Je ne les blâme pas, par contre, parce que c'est un énorme morceau qui arrive
vite, vite, qu'il faut évaluer puis ensuite arriver une opinion juridique qui
tient la route. Peut-être que le fait que des groupes aussi sérieux que le
Barreau et que la VG s'abstiennent démontre qu'on nous a foutu là un pavé dans
la mare avec lequel on doit se dépatouiller. Puis là on nous demande de l'adopter
en quatrième vitesse, un projet de loi qui, normalement, cheminerait très
longuement à l'Assemblée nationale, ce qui est tout à fait normal.
Cela dit, j'arrive ici dans un esprit de
collaboration. J'arrive ici avec, oui, des idées d'amendements que je garderai
dans ma poche pour le moment, vous le comprendrez. Mais j'arrive surtout ici
avec une demande précise pour le gouvernement de nous expliquer pourquoi — «pour
quoi» en deux mots — a-t-on besoin de ce projet de loi. En quoi
n'est-on pas capables de faire ce qu'on veut faire, c'est-à-dire la relance
économique, sans gommer des pans complets de nos droits, au moment où, de toute
façon, on relance le Québec? Encore aujourd'hui, M. Fitzgibbon fera des
annonces avec des millions de dollars. M. Fitzgibbon n'a pas eu besoin d'un
projet de loi spécial pour trouver 275 millions pour le Cirque du Soleil.

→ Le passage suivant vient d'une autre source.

// Static table of the upstream models this relay accepts.

use serde::Serialize;

/// How a model returns its images.
#[derive(Debug, Clone, Copy, PartialEq, Eq, Serialize)]
#[serde(rename_all = "lowercase")]
pub enum OutputShape {
    /// One payload per run.
    Single,
    /// An ordered list of payloads per run.
    Multi,
}

#[derive(Debug, Clone, PartialEq, Eq)]
pub struct ModelDescriptor {
    pub short_name: &'static str,
    pub provider_namespace: &'static str,
    pub output_shape: OutputShape,
}

impl ModelDescriptor {
    const fn new(
        short_name: &'static str,
        provider_namespace: &'static str,
        output_shape: OutputShape,
    ) -> Self {
        Self {
            short_name,
            provider_namespace,
            output_shape,
        }
    }

    /// `<namespace>/<short name>`, the identifier the upstream expects.
    pub fn provider_qualified_name(&self) -> String {
        format!("{}/{}", self.provider_namespace, self.short_name)
    }
}

const BUILTIN_MODELS: &[ModelDescriptor] = &[
    ModelDescriptor::new("flux-schnell", "black-forest-labs", OutputShape::Multi),
    ModelDescriptor::new("flux-dev", "black-forest-labs", OutputShape::Multi),
    ModelDescriptor::new("flux-pro", "black-forest-labs", OutputShape::Multi),
    ModelDescriptor::new("flux-2-klein-4b", "black-forest-labs", OutputShape::Multi),
    ModelDescriptor::new("flux-2-klein-9b-base", "black-forest-labs", OutputShape::Multi),
    ModelDescriptor::new("flux-2-dev", "black-forest-labs", OutputShape::Single),
    ModelDescriptor::new("flux-2-pro", "black-forest-labs", OutputShape::Single),
    ModelDescriptor::new("qwen-image", "qwen", OutputShape::Multi),
    ModelDescriptor::new("hidream-l1-fast", "prunaai", OutputShape::Single),
    ModelDescriptor::new("p-image", "prunaai", OutputShape::Single),
    ModelDescriptor::new("z-image-turbo", "prunaai", OutputShape::Single),
];

/// Immutable lookup from short model name to its descriptor.
#[derive(Debug, Clone)]
pub struct ModelRegistry {
    models: Vec<ModelDescriptor>,
}

impl ModelRegistry {
    pub fn builtin() -> Self {
        Self {
            models: BUILTIN_MODELS.to_vec(),
        }
    }

    pub fn get(&self, short_name: &str) -> Option<&ModelDescriptor> {
        self.models
            .iter()
            .find(|model| model.short_name == short_name)
    }

    pub fn resolve_provider(&self, short_name: &str) -> Option<String> {
        self.get(short_name)
            .map(ModelDescriptor::provider_qualified_name)
    }

    pub fn resolve_output_handler(&self, short_name: &str) -> Option<OutputShape> {
        self.get(short_name).map(|model| model.output_shape)
    }

    pub fn list(&self) -> impl Iterator<Item = &ModelDescriptor> {
        self.models.iter()
    }
}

Alors, moi, je voudrais, d'abord, sur le
principe, là, qu'on m'explique pourquoi une arme aussi lourde à ce moment-ci.
Une fois qu'on aura fait ça, bien, on pourra discuter un peu plus sur les
détails. Mais, pour le moment, là, sur le principe fondamental, c'est là où j'en
suis.
M. Lavallée (Hugo) : Vous
avez dit dans vos remarques préliminaires : Un projet de loi qui a la
prétention non démontrée de stimuler l'économie. Est-ce que vous remettez en
doute la théorie selon laquelle ça prend des investissements publics pour
stimuler l'économie? C'est ça, l'objectif du projet de loi.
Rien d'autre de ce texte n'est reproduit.